### Task to complete
Below are records; count the lines among them that include the string "CommandRunner", and state only the number.

### Data to use
//! Argument lists for the runtime's subcommands.

use std::fmt;
use std::path::Path;

use containeryml_common::constants::{DETACHED_RESTART_POLICY, KILL_SIGNAL};

/// How `run` attaches to the new container.
#[derive(Debug, Clone, Copy, PartialEq, Eq)]
pub enum RunMode {
    /// Run in the background and restart on exit.
    Detached,
    /// Attach an interactive terminal.
    Interactive,
}

impl RunMode {
    /// Maps the CLI's detach switch to a mode.
    #[must_use]
    pub const fn from_detach(detach: bool) -> Self {
        if detach {
            Self::Detached
        } else {
            Self::Interactive
        }
    }

    const fn flags(self) -> &'static [&'static str] {
        match self {
            Self::Detached => &["-d", DETACHED_RESTART_POLICY],
            Self::Interactive => &["-it"],
        }
    }
}

/// An ordered argument list for one runtime call, without the program name.
#[derive(Debug, Clone, PartialEq, Eq)]
pub struct Invocation {
    args: Vec<String>,
}

impl Invocation {
    /// Creates an invocation from raw arguments.
    pub fn new<I, S>(args: I) -> Self
    where
        I: IntoIterator<Item = S>,
        S: Into<String>,
    {
        Self {
            args: args.into_iter().map(Into::into).collect(),
        }
    }

    /// `images -q <name>`: prints image IDs tagged `name`.
    #[must_use]
    pub fn images(name: &str) -> Self {
        Self::new(["images", "-q", name])
    }

    /// `ps -q -f name=<name>`: prints IDs of running containers matching `name`.
    #[must_use]
    pub fn running(name: &str) -> Self {
        Self::new(["ps".to_owned(), "-q".to_owned(), "-f".to_owned(), format!("name={name}")])
    }

    /// `kill -s 9 <name>`.
    #[must_use]
    pub fn kill(name: &str) -> Self {
        Self::new(["kill", "-s", KILL_SIGNAL, name])
    }

    /// `rm <name>`.
    #[must_use]
    pub fn remove(name: &str) -> Self {
        Self::new(["rm", name])
    }

    /// `run --name <name> <flags> <mode flags> <name>`; the image shares
    /// the container's name.
    #[must_use]
    pub fn run(name: &str, flags: &[String], mode: RunMode) -> Self {
        let mut inv = Self::new(["run", "--name", name]);
        inv.args.extend(flags.iter().cloned());
        inv.args.extend(mode.flags().iter().map(|f| (*f).to_owned()));
        inv.args.push(name.to_owned());
        inv
    }

    /// `build --tag=<name> <flags> <context>`.
    #[must_use]
    pub fn build(name: &str, flags: &[String], context: &Path) -> Self {
        let mut inv = Self::new(["build".to_owned(), format!("--tag={name}")]);
        inv.args.extend(flags.iter().cloned());
        inv.args.push(context.display().to_string());
        inv
    }

    /// `logs --tail=<tail> -f <name>`.
    #[must_use]
    pub fn logs(name: &str, tail: u32) -> Self {
        Self::new([
            "logs".to_owned(),
            format!("--tail={tail}"),
            "-f".to_owned(),
            name.to_owned(),
        ])
    }

    /// `stats <name>`.
    #[must_use]
    pub fn stats(name: &str) -> Self {
        Self::new(["stats", name])
    }

    /// Returns the arguments.
    #[must_use]
    pub fn args(&self) -> &[String] {
        &self.args
    }

    /// Returns the runtime subcommand (the first argument).
    #[must_use]
    pub fn subcommand(&self) -> Option<&str> {
        self.args.first().map(String::as_str)
    }
}

impl fmt::Display for Invocation {
    fn fmt(&self, f: &mut fmt::Formatter<'_>) -> fmt::Result {
        write!(f, "{}", self.args.join(" "))
    }
}
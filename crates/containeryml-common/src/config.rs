//! Settings that select and configure the external container runtime.

/// Settings for reaching the external container runtime.
#[derive(Debug, Clone, PartialEq, Eq)]
pub struct RuntimeSettings {
    /// Runtime binary name or path (e.g. `docker`, `podman`, `/usr/bin/docker`).
    pub runtime: String,
}

impl RuntimeSettings {
    /// Creates settings for the given runtime binary.
    #[must_use]
    pub fn new(runtime: impl Into<String>) -> Self {
        Self {
            runtime: runtime.into(),
        }
    }
}

impl Default for RuntimeSettings {
    fn default() -> Self {
        Self::new(crate::constants::DEFAULT_RUNTIME)
    }
}
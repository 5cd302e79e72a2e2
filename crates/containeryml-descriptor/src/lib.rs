//! # containeryml-descriptor
//!
//! Reads a project's `container.yml` and turns it into command-line flags
//! for the external container runtime.
//!
//! Handles:
//! - **Descriptor**: Loading the YAML mapping as ordered `(key, value)` entries.
//! - **Env files**: Secondary YAML files of `KEY: VALUE` pairs.
//! - **Translate**: The per-key dispatch table producing `run` and `build` flags.

#![cfg_attr(test, allow(clippy::expect_used, clippy::unwrap_used))]

pub mod descriptor;
pub mod env_file;
pub mod translate;

pub use descriptor::Descriptor;
pub use translate::{KeyRule, build_flags, run_flags};
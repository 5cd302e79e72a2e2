//! Translation of descriptor entries into runtime flags.
//!
//! Every key is looked up once in a fixed dispatch table ([`KeyRule`]).
//! Unknown keys fall through to [`KeyRule::PassThrough`] and become
//! `--<key> <value>`, which the runtime may reject at execution time.
//!
//! `memory` and `env-file` keep their generic `--<key> <value>` flag after
//! their special handling, so `memory` yields both `--memory-swap` and
//! `--memory`, and `env-file` yields its expanded `-e` pairs plus an
//! `--env-file` naming the same file. Relative env-file paths are resolved
//! against the project directory before either use, since the runtime
//! resolves them against the caller's cwd.

use std::path::Path;

use containeryml_common::constants::CPU_QUOTA_SCALE;
use containeryml_common::error::{ContainerYmlError, Result};
use serde_yaml::Value;

use crate::descriptor::{Descriptor, kind, scalar_text};
use crate::env_file::{assignment, load_env_file};

/// How a descriptor key is turned into flags.
#[derive(Debug, Clone, Copy, PartialEq, Eq)]
pub enum KeyRule {
    /// One short flag per item (`volumes` → `-v`, `ports` → `-p`, `env` → `-e`).
    Repeated(&'static str),
    /// A bare boolean flag; the value is ignored.
    Switch,
    /// `cpu` percentage scaled into `--cpu-quota`.
    CpuQuota,
    /// `--memory-swap` pinned to the memory limit, then `--memory`.
    MemoryWithSwap,
    /// Expands a YAML env file into `-e` flags, then `--env-file`.
    EnvFile,
    /// `--<key> <value>`.
    PassThrough,
}

impl KeyRule {
    /// Returns the rule for a descriptor key.
    #[must_use]
    pub fn for_key(key: &str) -> Self {
        match key {
            "volumes" => Self::Repeated("-v"),
            "ports" => Self::Repeated("-p"),
            "env" => Self::Repeated("-e"),
            "privileged" => Self::Switch,
            "cpu" => Self::CpuQuota,
            "memory" => Self::MemoryWithSwap,
            "env-file" => Self::EnvFile,
            _ => Self::PassThrough,
        }
    }

    /// Appends the flags for one entry.
    ///
    /// `base_dir` anchors relative env-file paths.
    ///
    /// # Errors
    ///
    /// Returns an error if the value has the wrong shape for the rule, or
    /// an env file cannot be loaded.
    pub fn apply(
        self,
        key: &str,
        value: &Value,
        base_dir: &Path,
        flags: &mut Vec<String>,
    ) -> Result<()> {
        match self {
            Self::Repeated(flag) => {
                for item in items(key, value)? {
                    flags.push(flag.to_owned());
                    flags.push(item);
                }
            }
            Self::Switch => flags.push(long_flag(key)),
            Self::CpuQuota => {
                let quota = cpu_quota(key, value)?;
                push_pair(flags, "cpu-quota", quota.to_string());
            }
            Self::MemoryWithSwap => {
                let limit = require_scalar(key, value)?;
                push_pair(flags, "memory-swap", limit.clone());
                push_pair(flags, key, limit);
            }
            Self::EnvFile => {
                let raw = require_scalar(key, value)?;
                let path = base_dir.join(&raw);
                for (name, val) in load_env_file(&path)? {
                    flags.push("-e".to_owned());
                    flags.push(assignment(&name, &val));
                }
                push_pair(flags, key, path.display().to_string());
            }
            Self::PassThrough => match value {
                Value::Null => flags.push(long_flag(key)),
                Value::Mapping(_) => {
                    return Err(shape_error(key, value, "a scalar or a sequence"));
                }
                _ => {
                    for item in items(key, value)? {
                        push_pair(flags, key, item);
                    }
                }
            },
        }
        Ok(())
    }
}

/// Translates a descriptor into flags for the runtime's `run` subcommand.
///
/// Flags follow the descriptor's file order.
///
/// # Errors
///
/// Returns an error if any entry has an unusable value or an env file
/// cannot be loaded.
pub fn run_flags(descriptor: &Descriptor, base_dir: &Path) -> Result<Vec<String>> {
    let mut flags = Vec::new();
    for (key, value) in descriptor.entries() {
        let rule = KeyRule::for_key(key);
        tracing::debug!(key = %key, ?rule, "translating descriptor entry");
        rule.apply(key, value, base_dir, &mut flags)?;
    }
    Ok(flags)
}

/// Translates a descriptor into resource flags for the runtime's `build`
/// subcommand.
///
/// Only `cpu` (scaled into `--cpu-quota`), a literal `cpu-quota`, and
/// `memory` are honoured. No swap limit is added and every other key is
/// ignored.
///
/// # Errors
///
/// Returns an error if one of the honoured keys has an unusable value.
pub fn build_flags(descriptor: &Descriptor) -> Result<Vec<String>> {
    let mut flags = Vec::new();
    for (key, value) in descriptor.entries() {
        match key.as_str() {
            "cpu" => push_pair(&mut flags, "cpu-quota", cpu_quota(key, value)?.to_string()),
            "cpu-quota" | "memory" => push_pair(&mut flags, key, require_scalar(key, value)?),
            _ => tracing::debug!(key = %key, "ignoring key for build"),
        }
    }
    Ok(flags)
}

fn long_flag(key: &str) -> String {
    format!("--{key}")
}

fn push_pair(flags: &mut Vec<String>, key: &str, value: String) {
    flags.push(long_flag(key));
    flags.push(value);
}

/// Items of a list-valued key. A lone scalar is a single item and null is
/// no items.
fn items(key: &str, value: &Value) -> Result<Vec<String>> {
    match value {
        Value::Null => Ok(Vec::new()),
        Value::Sequence(seq) => seq.iter().map(|item| require_scalar(key, item)).collect(),
        other => Ok(vec![require_scalar(key, other)?]),
    }
}

fn require_scalar(key: &str, value: &Value) -> Result<String> {
    scalar_text(value).ok_or_else(|| shape_error(key, value, "a scalar"))
}

/// Scales a `cpu` percentage into a CFS quota.
fn cpu_quota(key: &str, value: &Value) -> Result<i64> {
    let percent = match value {
        Value::Number(n) => n.as_i64(),
        Value::String(s) => s.trim().parse::<i64>().ok(),
        _ => None,
    }
    .ok_or_else(|| shape_error(key, value, "an integer"))?;

    percent
        .checked_mul(CPU_QUOTA_SCALE)
        .ok_or_else(|| ContainerYmlError::Config {
            message: format!("{key}: {percent} is too large"),
        })
}

fn shape_error(key: &str, value: &Value, expected: &str) -> ContainerYmlError {
    ContainerYmlError::Config {
        message: format!("{key} must be {expected}, found {}", kind(value)),
    }
}
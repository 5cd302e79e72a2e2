//! System-wide constants and defaults.

/// Name of the per-project descriptor file.
pub const DESCRIPTOR_FILE: &str = "container.yml";

/// Container runtime binary used when none is configured.
pub const DEFAULT_RUNTIME: &str = "docker";

/// Environment variable that overrides the runtime binary.
pub const RUNTIME_ENV: &str = "CONTAINERYML_RUNTIME";

/// Number of trailing log lines shown before following.
pub const LOG_TAIL_LINES: u32 = 20;

/// Multiplier from the descriptor's `cpu` percentage to a CFS quota.
pub const CPU_QUOTA_SCALE: i64 = 1000;

/// Signal sent when stopping a container.
pub const KILL_SIGNAL: &str = "9";

/// Restart policy applied to detached containers.
pub const DETACHED_RESTART_POLICY: &str = "--restart=always";

/// Binary name for the CLI.
pub const BIN_NAME: &str = "cyml";
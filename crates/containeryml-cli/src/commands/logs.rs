//! `cyml logs`: Follow the running container's output.

use std::path::PathBuf;

use clap::Args;
use containeryml_runtime::{CommandRunner, Engine};

/// Arguments for the `logs` command.
#[derive(Args, Debug)]
pub struct LogsArgs {
    /// Project directory.
    #[arg(default_value = ".")]
    pub path: PathBuf,
}

/// Executes the `logs` command, blocking until the stream ends.
///
/// # Errors
///
/// Returns an error if the container is not running or the runtime
/// cannot be invoked.
pub fn execute<R: CommandRunner>(engine: &Engine<R>, args: &LogsArgs) -> anyhow::Result<i32> {
    Ok(engine.logs(&args.path)?)
}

### Problem solution
2